WORK INSTRUCTION:
When "time" occurs in a line of the material, copy that line.

INFORMATION SUPPLIED:
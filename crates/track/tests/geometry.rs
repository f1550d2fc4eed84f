//! Image geometry checked across the whole length range.
// Integration test file: expect/unwrap/panic are intentional test mechanisms.
#![allow(
    clippy::unwrap_used,
    clippy::expect_used,
    clippy::panic,
    clippy::indexing_slicing,
    clippy::arithmetic_side_effects,
    clippy::cast_possible_truncation
)]

use platform::config::{FLASH_BLOCK_LEN, FLASH_CAPACITY};
use proptest::prelude::*;
use track::{erase_blocks_for, HeaderState, Layout, Slot, TrackHeader, SAMPLES_PER_MECH_BYTE};

proptest! {
    /// The erased region covers the image, and one block fewer would not.
    #[test]
    fn erase_blocks_cover_image_tightly(payload_len in 0u32..FLASH_CAPACITY) {
        let image = u64::from(payload_len) + 4;
        let blocks = u64::from(erase_blocks_for(payload_len));
        prop_assert!(blocks * u64::from(FLASH_BLOCK_LEN) >= image);
        prop_assert!((blocks - 1) * u64::from(FLASH_BLOCK_LEN) < image);
    }

    /// Every payload offset is either a group's leading mechanical byte or
    /// an audio sample, and samples are numbered without gaps.
    #[test]
    fn slots_partition_the_payload(samples in 1u32..20_000) {
        let layout = Layout::for_samples(samples);
        let len = layout.payload_len().unwrap();
        let mut next_sample = 0;
        let mut next_mech = 0;
        for offset in 0..len {
            match Layout::slot(offset) {
                Slot::Mechanical(n) => {
                    prop_assert_eq!(n, next_mech);
                    prop_assert_eq!(offset, n * (SAMPLES_PER_MECH_BYTE + 1));
                    next_mech += 1;
                }
                Slot::Audio(n) => {
                    prop_assert_eq!(n, next_sample);
                    next_sample += 1;
                }
            }
        }
        prop_assert_eq!(next_sample, samples);
        prop_assert_eq!(next_mech, layout.mech_bytes());
    }

    /// A header is committed exactly when its high byte is clear.
    #[test]
    fn committed_iff_high_byte_clear(bytes in any::<[u8; 4]>()) {
        let header = TrackHeader::from_bytes(bytes);
        match header.state() {
            HeaderState::Committed(len) => {
                prop_assert_eq!(bytes[3], 0);
                prop_assert_eq!(len, header.payload_len());
            }
            HeaderState::Pending => prop_assert_ne!(bytes[3], 0),
        }
    }
}
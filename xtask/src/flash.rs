//! xtask flash: build the player firmware and load it with probe-rs.
//!
//! By default the image is run under probe-rs so the defmt log streams to
//! the terminal. `--detach` downloads and resets instead, leaving the board
//! running on its own (the usual case once a card is fitted and the unit is
//! in its enclosure).

use std::env;
use std::path::{Path, PathBuf};
use std::process::Command;
use std::time::Instant;

use anyhow::{Context, Result};
use colored::Colorize;

const TARGET: &str = "thumbv7em-none-eabihf";
const CHIP: &str = "STM32H743ZITx";
const PACKAGE: &str = "firmware";

/// Flash bank size from `memory.x`; an image past this will not link, but a
/// nearly full bank is worth a warning.
const FLASH_BYTES: u64 = 2 * 1024 * 1024;

pub fn run(release: bool, detach: bool) -> Result<()> {
    let profile = if release { "release" } else { "debug" };

    println!();
    println!(
        "{}",
        format!("🔨 Building player firmware ({profile})...").cyan().bold()
    );

    let build_start = Instant::now();
    let output = build_command(release)
        .output()
        .context("Failed to run cargo build")?;
    if !output.status.success() {
        eprintln!("{}", "✗ Build failed".red().bold());
        eprintln!();
        eprintln!("{}", String::from_utf8_lossy(&output.stderr));
        anyhow::bail!("Build failed");
    }
    println!(
        "{}",
        format!("✓ Built in {:.2}s", build_start.elapsed().as_secs_f64()).green()
    );

    let image = firmware_path(&target_dir(), release);
    report_size(&image)?;
    println!();

    println!("{}", format!("📡 Loading {} onto {CHIP}...", image.display()).cyan().bold());
    let flash_start = Instant::now();
    for mut cmd in probe_commands(&image, detach) {
        let status = cmd
            .status()
            .context("Failed to run probe-rs. Is probe-rs installed? (cargo install probe-rs-tools)")?;
        if !status.success() {
            eprintln!("{}", "✗ probe-rs failed".red().bold());
            anyhow::bail!("Flash failed - check that the probe is connected and the board is powered");
        }
    }

    if detach {
        println!(
            "{}",
            format!("✓ Loaded and reset in {:.2}s", flash_start.elapsed().as_secs_f64()).green()
        );
        println!(
            "   {}",
            format!("Use 'probe-rs attach --chip {CHIP} {}' for the RTT log", image.display()).dimmed()
        );
    }
    println!();
    Ok(())
}

fn build_command(release: bool) -> Command {
    let mut cmd = Command::new("cargo");
    cmd.args(["build", "-p", PACKAGE, "--bin", PACKAGE, "--target", TARGET, "--features", "hardware"])
        // Release images drop debug strings unless the caller asks for them.
        .env(
            "DEFMT_LOG",
            env::var("DEFMT_LOG").unwrap_or_else(|_| default_log_level(release).to_owned()),
        );
    if release {
        cmd.arg("--release");
    }
    cmd
}

/// `run` streams the log until Ctrl-C; a detached load is a download
/// followed by a reset.
fn probe_commands(image: &Path, detach: bool) -> Vec<Command> {
    let probe = |verb: &str| {
        let mut cmd = Command::new("probe-rs");
        cmd.args([verb, "--chip", CHIP]);
        cmd
    };
    if detach {
        let mut download = probe("download");
        download.arg(image);
        vec![download, probe("reset")]
    } else {
        let mut run = probe("run");
        run.arg(image);
        vec![run]
    }
}

/// Build-time defmt filter when `DEFMT_LOG` is unset.
fn default_log_level(release: bool) -> &'static str {
    if release {
        "info"
    } else {
        "debug"
    }
}

/// `CARGO_TARGET_DIR`, or `target/` at the workspace root.
fn target_dir() -> PathBuf {
    env::var_os("CARGO_TARGET_DIR").map_or_else(
        || {
            Path::new(env!("CARGO_MANIFEST_DIR"))
                .parent()
                .unwrap_or_else(|| Path::new("."))
                .join("target")
        },
        PathBuf::from,
    )
}

fn firmware_path(target_dir: &Path, release: bool) -> PathBuf {
    let profile = if release { "release" } else { "debug" };
    target_dir.join(TARGET).join(profile).join(PACKAGE)
}

/// Print the section sizes from `rust-size`, and warn when the loadable
/// part is close to filling the flash bank.
fn report_size(image: &Path) -> Result<()> {
    let Ok(out) = Command::new("rust-size").arg(image).output() else {
        println!("   {}", "rust-size not found; skipping size report (cargo install cargo-binutils)".dimmed());
        return Ok(());
    };
    if !out.status.success() {
        return Ok(());
    }
    let stdout = String::from_utf8_lossy(&out.stdout);
    let Some(flash_used) = loadable_bytes(&stdout) else {
        return Ok(());
    };
    let percent = flash_used * 100 / FLASH_BYTES;
    let line = format!("📊 {flash_used} bytes of flash ({percent}%)");
    if percent >= 90 {
        println!("{}", line.yellow());
    } else {
        println!("{}", line.cyan());
    }
    Ok(())
}

/// `text + data` from Berkeley-format `size` output.
fn loadable_bytes(size_output: &str) -> Option<u64> {
    let row = size_output.lines().nth(1)?;
    let mut columns = row.split_whitespace().map(str::parse::<u64>);
    let text = columns.next()?.ok()?;
    let data = columns.next()?.ok()?;
    Some(text + data)
}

EXERCISE RESPONSE:
use std::time::Instant;
/// Build-time defmt filter when `DEFMT_LOG` is unset.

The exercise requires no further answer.